My ex-husband, the father of my children, has a condition called Becker muscular dystrophy
. One day (probably very soon) Kevin will be confined to a wheelchair for the rest of his life. He is defying the odds at the moment and is still able to walk very short distances, but because of the weakened muscles in his legs and now his upper body, he falls regularly. And when he falls, he is unable to get up on his own. This has, understandably, limited his ability to go places on his own. He can still drive – that’s not a problem yet. But his biggest problem is getting in and out of the vehicle without assistance. And since he doesn’t always have that assistance – and, thankfully, it’s not medically necessary just yet – he ends up just staying home a lot to avoid the trouble.
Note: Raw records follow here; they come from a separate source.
//! Small collaborator primitives: literal replacement, size-limit parsing
//! and fallible rewrite helpers for the backtracking pattern engine.

use fancy_regex::{Captures, Regex};

/// Replaces the first literal occurrence of `needle` in `haystack`.
///
/// The replacement is inserted verbatim: `$` and `\` carry no backreference
/// meaning. Used for token restoration, where the stored content may contain
/// arbitrary text.
pub(crate) fn replace_first(haystack: &str, needle: &str, replacement: &str) -> String {
  haystack.replacen(needle, replacement, 1)
}

/// Parses a human-readable size limit ("128M", "64k", "1G" or a plain byte
/// count) into bytes. Any negative value is the "unbounded" sentinel and is
/// normalized to -1.
pub(crate) fn normalize_size_limit(limit: &str) -> i64 {
  let trimmed = limit.trim();
  let (number, multiplier) = match trimmed.char_indices().last() {
    Some((index, suffix)) if matches!(suffix, 'k' | 'K' | 'm' | 'M' | 'g' | 'G') => {
      let multiplier: i64 = match suffix.to_ascii_lowercase() {
        'k' => 1024,
        'm' => 1024 * 1024,
        _ => 1024 * 1024 * 1024,
      };
      (&trimmed[..index], multiplier)
    }
    _ => (trimmed, 1),
  };
  let value: i64 = number.trim().parse().unwrap_or(0);
  if value < 0 {
    -1
  } else {
    value.saturating_mul(multiplier)
  }
}

/// Rewrites every match of `pattern`, building the replacement with `rep`.
///
/// Unlike the engine's own replace helpers this propagates resource
/// exhaustion (e.g. a blown backtracking ceiling) instead of swallowing it.
pub(crate) fn replace_all<F>(
  pattern: &Regex,
  text: &str,
  mut rep: F,
) -> Result<String, Box<fancy_regex::Error>>
where
  F: FnMut(&Captures<'_>) -> String,
{
  let mut out = String::with_capacity(text.len());
  let mut pos = 0usize;
  while let Some(caps) = pattern.captures_from_pos(text, pos)? {
    let Some(whole) = caps.get(0) else { break };
    out.push_str(&text[pos..whole.start()]);
    out.push_str(&rep(&caps));
    if whole.end() > whole.start() {
      pos = whole.end();
    } else {
      // Zero-width match: step over one character to guarantee progress.
      match text[whole.end()..].chars().next() {
        Some(c) => {
          out.push(c);
          pos = whole.end() + c.len_utf8();
        }
        None => {
          pos = text.len();
          break;
        }
      }
    }
    if pos > text.len() {
      break;
    }
  }
  out.push_str(&text[pos..]);
  Ok(out)
}

#[cfg(test)]
mod tests {
  use super::*;
  use pretty_assertions::assert_eq;

  #[test]
  fn replace_first_is_literal() {
    assert_eq!(replace_first("a TOKEN b TOKEN", "TOKEN", "$1\\x"), "a $1\\x b TOKEN");
    assert_eq!(replace_first("untouched", "missing", "y"), "untouched");
  }

  #[test]
  fn normalize_size_limit_understands_suffixes() {
    assert_eq!(normalize_size_limit("128M"), 128 * 1024 * 1024);
    assert_eq!(normalize_size_limit("64k"), 64 * 1024);
    assert_eq!(normalize_size_limit("1G"), 1024 * 1024 * 1024);
    assert_eq!(normalize_size_limit("1048576"), 1048576);
    assert_eq!(normalize_size_limit(" 2m "), 2 * 1024 * 1024);
  }

  #[test]
  fn normalize_size_limit_negative_means_unbounded() {
    assert_eq!(normalize_size_limit("-1"), -1);
    assert_eq!(normalize_size_limit("-512M"), -1);
  }

  #[test]
  fn normalize_size_limit_garbage_is_zero() {
    assert_eq!(normalize_size_limit("lots"), 0);
  }

  #[test]
  fn replace_all_rewrites_every_match() {
    let re = Regex::new(r"(?<!\\)x").unwrap();
    let out = replace_all(&re, r"x \x x", |_| "y".to_string()).unwrap();
    assert_eq!(out, r"y \x y");
  }
}
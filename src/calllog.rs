//! Append-only caller-ID call log (spec.md §3 "Call log entry",
//! `callerID.dat`). Never rewritten, one normalized record per call.

use std::{
  fs::OpenOptions,
  io::{Read, Seek, SeekFrom, Write},
  path::{Path, PathBuf},
};

use log::error;

use crate::callerid::CallerIdRecord;

pub struct CallLog {
  path: PathBuf,
}

impl CallLog {
  pub fn new(path: impl Into<PathBuf>) -> CallLog {
    CallLog { path: path.into() }
  }

  pub fn path(&self) -> &Path {
    &self.path
  }

  /// Append one normalized record. Closes and reopens the file first, to
  /// pick up any edits made to it by an external tool while the daemon
  /// runs (spec.md §4.6 step 3: "close/reopen the log first").
  pub fn append(&self, record: &CallerIdRecord) -> Result<(), String> {
    let mut file = OpenOptions::new()
      .create(true)
      .read(true)
      .write(true)
      .open(&self.path)
      .map_err(|e| format!("konnte {} nicht öffnen: {}", self.path.display(), e))?;
    file
      .seek(SeekFrom::End(0))
      .map_err(|e| format!("seek fehlgeschlagen: {}", e))?;
    file
      .write_all(record.as_str().as_bytes())
      .map_err(|e| format!("Schreibfehler: {}", e))?;
    file.flush().map_err(|e| e.to_string())?;
    if let Err(e) = file.sync_all() {
      error!("fsync auf {} fehlgeschlagen: {}", self.path.display(), e);
    }
    Ok(())
  }

  #[cfg(test)]
  fn read_all(&self) -> String {
    let mut buf = String::new();
    std::fs::File::open(&self.path)
      .unwrap()
      .read_to_string(&mut buf)
      .unwrap();
    buf
  }
}

#[cfg(test)]
mod tests {
  use super::*;

  #[test]
  fn append_is_additive_and_never_rewrites() {
    let dir = tempfile::tempdir().unwrap();
    let path = dir.path().join("callerID.dat");
    let log = CallLog::new(&path);
    let rec1 = CallerIdRecord::from_normalized("DATE = 011526-NMBR = 1112223333-\n".to_string());
    let rec2 = CallerIdRecord::from_normalized("DATE = 011626-NMBR = 4445556666-\n".to_string());
    log.append(&rec1).unwrap();
    log.append(&rec2).unwrap();
    let content = log.read_all();
    assert_eq!(
      content,
      "DATE = 011526-NMBR = 1112223333-\nDATE = 011626-NMBR = 4445556666-\n"
    );
  }
}
//! AT command driver (spec.md §4.2).

use std::{thread, time::Duration};

use log::{debug, warn};

use super::transport::ModemTransport;

/// Read attempts before giving up on a response (spec.md §4.2, §5).
const MAX_READ_ATTEMPTS: u32 = 20;
/// Sleep after `ATZ` before the next command (spec.md §4.2 step 2).
const POST_RESET_DELAY: Duration = Duration::from_secs(1);

/// Send `cmd` (must already include the trailing `\r`) and read
/// responses until a line containing `OK` is seen or the read-attempt
/// budget is exhausted. Returns whether `OK` was seen.
pub fn send(transport: &mut ModemTransport, cmd: &str) -> bool {
  if let Err(e) = transport.write_all(cmd.as_bytes()) {
    warn!("AT-Schreibfehler für '{}': {}", cmd.trim_end(), e);
    return false;
  }
  for attempt in 0..MAX_READ_ATTEMPTS {
    match transport.read() {
      Ok(bytes) if !bytes.is_empty() => {
        let text = String::from_utf8_lossy(&bytes);
        debug!("AT-Antwort (Versuch {}): {:?}", attempt, text);
        if text.contains("OK") {
          return true;
        }
      }
      Ok(_) => {}
      Err(e) => {
        warn!("AT-Lesefehler: {}", e);
      }
    }
  }
  warn!(
    "Kein 'OK' nach {} Leseversuchen für '{}'",
    MAX_READ_ATTEMPTS,
    cmd.trim_end()
  );
  false
}

/// Write `cmd` without waiting for a response (spec.md §4.2
/// `send_bare`): used for the `+++` escape sequence and its surrounding
/// guard-time pattern.
pub fn send_bare(transport: &mut ModemTransport, cmd: &str) -> Result<(), String> {
  transport
    .write_all(cmd.as_bytes())
    .map_err(|e| format!("send_bare('{}'): {}", cmd.trim_end(), e))
}

/// Initialization sequence for entering caller-ID-listening state
/// (spec.md §4.2): `ATZ`, a settle delay, then the caller-ID-enable
/// command. Failure of either step is fatal to initialization.
pub fn init_caller_id(transport: &mut ModemTransport, enable_cmd: &str) -> Result<(), String> {
  if !send(transport, "ATZ\r") {
    return Err("ATZ fehlgeschlagen".to_string());
  }
  thread::sleep(POST_RESET_DELAY);
  if !send(transport, enable_cmd) {
    return Err(format!("{} fehlgeschlagen", enable_cmd.trim_end()));
  }
  Ok(())
}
And that makes me sad.We’ve talked about what could help him and the only thing he’s ever mentioned is wishing that he could own a vehicle that’s the “right height.”
Think about that. How often do you consider the “height” of your car? If you’re like me, the answer is never. But Kevin has to think about that constantly. He has to live his life according to whether he can get himself in and out of a vehicle. And the car he has right now just isn’t cutting it. It’s a regular size car, low to the ground, and he is getting increasingly unable to go places in it.
Now, if I were independently wealthy, I would love to just buy him a car that would meet his needs. But I’m not. And, living on minimal disability to get by, neither is he. So I’m asking for your help. For these last months (optimistically speaking, possibly a year or more?), I would like to see the father of my children able to still go out and do things without worrying about something as simple as whether or not he can get in and out of the car. He is not to the point where he needs a handicap accessible vehicle – though that time will come. For now, he just needs one at the right height. One that he can easily slide in and out of that is not too low to the ground.
We’re not asking for a brand-new vehicle. Just something that works. Something that will make just one aspect of his life a bit easier.
Will you help? Any small amount will do. If I can do anything to ease just one small burden of the man who loves my kids as much as I do, it would be my honor. Please join me in helping Kevin maneuver through his last days of mobility.
Thank you for considering my request.